The man watched in wonder.
“Non vogliamo farti del male,” the woman whispered to Ernesto, easing the pressure on his neck. We don’t want to hurt you.
The instant the pressure decreased, Ernesto tried to twist free, but the pressure promptly returned, and his muscles seized again. He gasped in pain, barely able to breathe.
“Dobbiamo passare,” she said. We need to get through. She motioned to the steel grate, which Ernesto had thankfully locked behind him. “Dov’è la chiave?”
“Non ce l’ho,” he managed. I don’t have the key.
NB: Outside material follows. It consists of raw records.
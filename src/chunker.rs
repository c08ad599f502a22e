//! Semantic chunking with a deterministic fallback.
//!
//! The happy path asks the reasoning capability to propose chunk
//! boundaries aligned with semantic units (clauses, paragraphs of a
//! single obligation). Proposals are validated against the article text:
//! every proposed chunk must be locatable, in order, and within twice the
//! token budget. Otherwise the whole response is discarded.
//!
//! On any proposal failure the fallback splitter takes over: paragraphs
//! are accumulated against the token budget, and a run-on paragraph is
//! force-split at sentence boundaries with the configured overlap. The
//! fallback is a degraded outcome, not a failed one.

use tracing::warn;

use crate::config::ChunkingConfig;
use crate::reasoning::{ChunkProposal, ChunkProposer};

/// Approximate chars-per-token ratio used for all budget math.
pub const CHARS_PER_TOKEN: usize = 4;

pub fn approx_tokens(text: &str) -> usize {
    text.len().div_ceil(CHARS_PER_TOKEN)
}

/// One chunk of an article, with offsets into the article text.
#[derive(Debug, Clone, PartialEq)]
pub struct ChunkPiece {
    pub text: String,
    pub token_count: usize,
    pub start_offset: usize,
    pub end_offset: usize,
    pub reasoning: Option<String>,
}

/// Result of chunking one article.
#[derive(Debug, Clone)]
pub struct ChunkOutcome {
    pub chunks: Vec<ChunkPiece>,
    /// The fallback splitter was used instead of the reasoning capability.
    pub degraded: bool,
}

/// Chunk one article's text.
///
/// Empty text yields zero chunks and is not degraded; the article is
/// simply parsed-empty.
pub async fn chunk_article(
    proposer: &dyn ChunkProposer,
    config: &ChunkingConfig,
    article_text: &str,
) -> ChunkOutcome {
    if article_text.trim().is_empty() {
        return ChunkOutcome {
            chunks: Vec::new(),
            degraded: false,
        };
    }

    match proposer.propose(article_text, config.target_tokens).await {
        Ok(proposals) => {
            if let Some(chunks) = align_proposals(article_text, &proposals, config.target_tokens) {
                return ChunkOutcome {
                    chunks,
                    degraded: false,
                };
            }
            warn!(
                provider = proposer.provider_name(),
                "chunk proposals did not align with article text, using fallback splitter"
            );
        }
        Err(err) => {
            warn!(
                provider = proposer.provider_name(),
                error = %err,
                "reasoning capability unavailable, using fallback splitter"
            );
        }
    }

    ChunkOutcome {
        chunks: fallback_chunks(article_text, config.target_tokens, config.overlap_tokens),
        degraded: true,
    }
}

/// Validate proposals and recover their offsets by walking the article
/// text left to right. Any unlocatable, empty, or oversized proposal
/// rejects the whole response.
fn align_proposals(
    text: &str,
    proposals: &[ChunkProposal],
    target_tokens: usize,
) -> Option<Vec<ChunkPiece>> {
    let mut pieces = Vec::with_capacity(proposals.len());
    let mut cursor = 0usize;

    for proposal in proposals {
        let wanted = proposal.text.trim();
        if wanted.is_empty() || approx_tokens(wanted) > target_tokens * 2 {
            return None;
        }
        let rel = text[cursor..].find(wanted)?;
        let start = cursor + rel;
        let end = start + wanted.len();
        let reasoning = proposal.reasoning.trim();
        pieces.push(ChunkPiece {
            text: wanted.to_string(),
            token_count: approx_tokens(wanted),
            start_offset: start,
            end_offset: end,
            reasoning: if reasoning.is_empty() {
                None
            } else {
                Some(reasoning.to_string())
            },
        });
        cursor = end;
    }

    if pieces.is_empty() {
        None
    } else {
        Some(pieces)
    }
}

/// Deterministic splitter: paragraph accumulation against the token
/// budget, sentence-boundary force-splits for run-on paragraphs.
pub fn fallback_chunks(text: &str, target_tokens: usize, overlap_tokens: usize) -> Vec<ChunkPiece> {
    let max_chars = target_tokens * CHARS_PER_TOKEN;
    let overlap_chars = overlap_tokens * CHARS_PER_TOKEN;

    let mut out = Vec::new();
    let mut current: Option<(usize, usize)> = None;

    for (para_start, para_end) in paragraph_ranges(text) {
        if para_end - para_start > max_chars {
            if let Some((s, e)) = current.take() {
                push_piece(text, s, e, &mut out);
            }
            force_split(text, para_start, para_end, max_chars, overlap_chars, &mut out);
            continue;
        }

        current = match current {
            None => Some((para_start, para_end)),
            Some((s, e)) => {
                if para_end - s > max_chars {
                    push_piece(text, s, e, &mut out);
                    Some((para_start, para_end))
                } else {
                    Some((s, para_end))
                }
            }
        };
    }

    if let Some((s, e)) = current {
        push_piece(text, s, e, &mut out);
    }
    out
}

/// Ranges of non-empty paragraphs (blank-line separated), trimmed.
fn paragraph_ranges(text: &str) -> Vec<(usize, usize)> {
    let mut ranges = Vec::new();
    let mut cursor = 0usize;
    while cursor < text.len() {
        let end = match text[cursor..].find("\n\n") {
            Some(rel) => cursor + rel,
            None => text.len(),
        };
        if let Some(range) = trimmed_range(text, cursor, end) {
            ranges.push(range);
        }
        cursor = end;
        while cursor < text.len() && text.as_bytes()[cursor] == b'\n' {
            cursor += 1;
        }
    }
    ranges
}

/// Split one oversized paragraph at sentence boundaries, carrying
/// `overlap_chars` of trailing sentences into the next piece.
fn force_split(
    text: &str,
    start: usize,
    end: usize,
    max_chars: usize,
    overlap_chars: usize,
    out: &mut Vec<ChunkPiece>,
) {
    let sentences = sentence_bounds(text, start, end);
    if sentences.is_empty() {
        return;
    }

    let mut i = 0usize;
    loop {
        let piece_start = sentences[i].0;
        let mut j = i;
        while j + 1 < sentences.len() && sentences[j + 1].1 - piece_start <= max_chars {
            j += 1;
        }
        let piece_end = sentences[j].1;

        if piece_end - piece_start > max_chars {
            // A single sentence longer than the whole budget: hard split
            // at whitespace.
            hard_split(text, piece_start, piece_end, max_chars, out);
        } else {
            push_piece(text, piece_start, piece_end, out);
        }

        if j + 1 >= sentences.len() {
            break;
        }

        // Start the next piece at the latest sentence whose distance to the
        // piece end covers the overlap. Forward progress is guaranteed:
        // candidates never go below i + 1, and when no sentence can cover
        // the overlap the next piece simply starts fresh.
        let mut next = j + 1;
        if overlap_chars > 0 {
            for cand in ((i + 1)..=j).rev() {
                if piece_end - sentences[cand].0 >= overlap_chars {
                    next = cand;
                    break;
                }
            }
        }
        i = next;
    }
}

/// Last-resort split of a sentence exceeding the budget on its own.
fn hard_split(text: &str, start: usize, end: usize, max_chars: usize, out: &mut Vec<ChunkPiece>) {
    let mut cursor = start;
    while cursor < end {
        let mut split = (cursor + max_chars).min(end);
        if split < end {
            while !text.is_char_boundary(split) {
                split -= 1;
            }
            if let Some(ws) = text[cursor..split].rfind(char::is_whitespace) {
                if ws > 0 {
                    split = cursor + ws;
                }
            }
        }
        push_piece(text, cursor, split, out);
        cursor = split;
        while cursor < end && !text.is_char_boundary(cursor) {
            cursor += 1;
        }
        while cursor < end
            && text[cursor..]
                .chars()
                .next()
                .map(char::is_whitespace)
                .unwrap_or(false)
        {
            cursor += text[cursor..].chars().next().map(char::len_utf8).unwrap_or(1);
        }
    }
}

/// Sentence ranges within `[start, end)`, split after `.`/`!`/`?`
/// followed by whitespace.
fn sentence_bounds(text: &str, start: usize, end: usize) -> Vec<(usize, usize)> {
    let mut bounds = Vec::new();
    let mut sentence_start = start;
    let slice = &text[start..end];
    let mut chars = slice.char_indices().peekable();

    while let Some((i, ch)) = chars.next() {
        if matches!(ch, '.' | '!' | '?') {
            if let Some(&(_, next)) = chars.peek() {
                if next.is_whitespace() {
                    let abs_end = start + i + ch.len_utf8();
                    if let Some(range) = trimmed_range(text, sentence_start, abs_end) {
                        bounds.push(range);
                    }
                    sentence_start = abs_end;
                }
            }
        }
    }
    if let Some(range) = trimmed_range(text, sentence_start, end) {
        bounds.push(range);
    }
    bounds
}

/// Shrink a range to its trimmed content; `None` when only whitespace.
fn trimmed_range(text: &str, start: usize, end: usize) -> Option<(usize, usize)> {
    let slice = &text[start..end];
    let trimmed = slice.trim();
    if trimmed.is_empty() {
        return None;
    }
    let lead = slice.len() - slice.trim_start().len();
    Some((start + lead, start + lead + trimmed.len()))
}

fn push_piece(text: &str, start: usize, end: usize, out: &mut Vec<ChunkPiece>) {
    if let Some((s, e)) = trimmed_range(text, start, end) {
        let piece = &text[s..e];
        out.push(ChunkPiece {
            text: piece.to_string(),
            token_count: approx_tokens(piece),
            start_offset: s,
            end_offset: e,
            reasoning: None,
        });
    }
}
/// Embed every chunk, batch by batch. Embedding failure defers the
/// affected chunks instead of failing the document.
async fn embed_prepared(ctx: &PipelineContext, prepared: &mut [PreparedArticle]) -> (u64, u64) {
    let mut slots: Vec<(usize, usize)> = Vec::new();
    for (ai, article) in prepared.iter().enumerate() {
        for ci in 0..article.chunks.len() {
            slots.push((ai, ci));
        }
    }
    if slots.is_empty() {
        return (0, 0);
    }

    let Some(embedder) = &ctx.embedder else {
        // No provider configured: everything waits for a backfill pass.
        for &(ai, ci) in &slots {
            prepared[ai].chunks[ci].deferred = true;
        }
        return (0, slots.len() as u64);
    };

    let cached = CachedEmbedder::new(embedder.clone(), ctx.pool.clone());
    let model = cached.model_name().to_string();
    let batch_size = ctx.config.embedding.batch_size.max(1);

    let mut embedded = 0u64;
    let mut deferred = 0u64;

    for batch in slots.chunks(batch_size) {
        let texts: Vec<String> = batch
            .iter()
            .map(|&(ai, ci)| prepared[ai].chunks[ci].text.clone())
            .collect();

        match cached.embed_batch(&texts).await {
            Ok(vectors) => {
                for (&(ai, ci), vector) in batch.iter().zip(vectors.into_iter()) {
                    let chunk = &mut prepared[ai].chunks[ci];
                    chunk.embedding = Some(vector);
                    chunk.embedding_model = Some(model.clone());
                    chunk.deferred = false;
                    embedded += 1;
                }
            }
            Err(err) => {
                warn!(error = %err, "embedding batch failed, deferring chunks");
                for &(ai, ci) in batch {
                    prepared[ai].chunks[ci].deferred = true;
                    deferred += 1;
                }
            }
        }
    }

    (embedded, deferred)
}

/// Advisory cross-references: scan article text for mentions of other
/// article numbers in the same document.
fn extract_refs(prepared: &[PreparedArticle]) -> Vec<ArticleRef> {
    let re = Regex::new(r"(?i)\b(?:artikel|art\.|article)\s+(\d+[a-z]?)\b")
        .expect("reference pattern is valid");

    let mut refs = Vec::new();
    for source in prepared {
        let own = source.article.article_number.to_lowercase();
        let mut seen: Vec<String> = Vec::new();
        // Skip the article's own heading mention.
        for cap in re.captures_iter(&source.article.full_text) {
            let target = cap[1].to_lowercase();
            if target == own || seen.contains(&target) {
                continue;
            }
            // Only reference numbers that exist in this document.
            if !prepared
                .iter()
                .any(|p| p.article.article_number.to_lowercase() == target)
            {
                continue;
            }
            seen.push(target.clone());
            refs.push(ArticleRef {
                document_id: source.article.document_id.clone(),
                source_article_id: source.article.id.clone(),
                target_article_number: target,
                ref_type: "references".to_string(),
                confidence: 0.6,
            });
        }
    }
    refs
}

#[cfg(test)]
mod tests {
    use super::*;

    fn prepared(document_id: &str, number: &str, text: &str) -> PreparedArticle {
        PreparedArticle {
            article: Article {
                id: format!("a-{}", number),
                document_id: document_id.to_string(),
                article_number: number.to_string(),
                title: None,
                full_text: text.to_string(),
                status: ArticleStatus::Parsed,
                error: None,
            },
            chunks: Vec::new(),
        }
    }

    #[test]
    fn refs_found_for_existing_articles_only() {
        let articles = vec![
            prepared("d1", "1", "Artikel 1 Begrippen\nZie artikel 3 voor overwerk en artikel 9 voor niets."),
            prepared("d1", "3", "Artikel 3 Overwerk\nInhoud."),
        ];
        let refs = extract_refs(&articles);
        assert_eq!(refs.len(), 1);
        assert_eq!(refs[0].source_article_id, "a-1");
        assert_eq!(refs[0].target_article_number, "3");
        assert_eq!(refs[0].ref_type, "references");
    }

    #[test]
    fn self_references_are_skipped() {
        let articles = vec![prepared(
            "d1",
            "2",
            "Artikel 2 Loon\nHet loon uit artikel 2 geldt altijd.",
        )];
        assert!(extract_refs(&articles).is_empty());
    }

    #[test]
    fn duplicate_mentions_collapse_to_one_edge() {
        let articles = vec![
            prepared("d1", "1", "Zie artikel 2. Nogmaals: artikel 2. En artikel 2."),
            prepared("d1", "2", "Artikel 2\nInhoud."),
        ];
        let refs = extract_refs(&articles);
        assert_eq!(refs.len(), 1);
    }
}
The tall man advanced past them to the grating and examined the mechanism. “It’s a combination lock,” he called back to the woman, his accent American.
The woman knelt down next to Ernesto, her brown eyes like ice. “Qual è la combinazione?” she demanded.
“Non posso!” he replied. “I’m not permitted—”
Something happened at the top of his spine, and Ernesto felt his entire body go limp. An instant later, he blacked out.
* * *
When he came to, Ernesto sensed he had been drifting in and out of consciousness for several minutes. He recalled some discussion … more stabs of pain … being dragged, perhaps? It was all a blur.
As the cobwebs cleared, he saw a strange sight — his shoes lying on the floor nearby with their laces removed. It was then that he realized he could barely move. He was lying on his side with his hands and feet bound behind him, apparently with his shoelaces. He tried to yell, but no sound came. One of his own socks was stuffed in his mouth. The true moment of fear, however, came an instant later, when he looked up and saw his television set playing the football match. I’m in my office … INSIDE the grate?!
In the distance, Ernesto could hear the sound of running footsteps departing along the corridor … and then, slowly, they faded to silence. Non è possibile! Somehow, the blond woman had persuaded Ernesto to do the one thing he was hired never to do — reveal the combination for the lock on the entrance to the famed Vasari Corridor.
Dr. Elizabeth Sinskey felt the waves of nausea and dizziness coming faster now. She was slumped in the backseat of the van parked in front of the Pitti Palace. The soldier seated beside her was watching her with growing concern.
Moments earlier, the soldier’s radio had blared — something about a costume gallery — awakening Elizabeth from the darkness of her mind, where she had been dreaming of the green-eyed monster.
She had been back in the darkened room at the Council on Foreign Relations in New York, listening to the maniacal ravings of the mysterious stranger who had summoned her there. The shadowy man paced at the front of the room — a lanky silhouette against the grisly projected image of the naked and dying throngs inspired by Dante’s Inferno .
“Someone needs to fight this war,” the figure concluded, “or this is our future. Mathematics guarantees it. Mankind is hovering now in a purgatory of procrastination and indecision and personal greed … but the rings of hell await, just beneath our feet, waiting to consume us all.”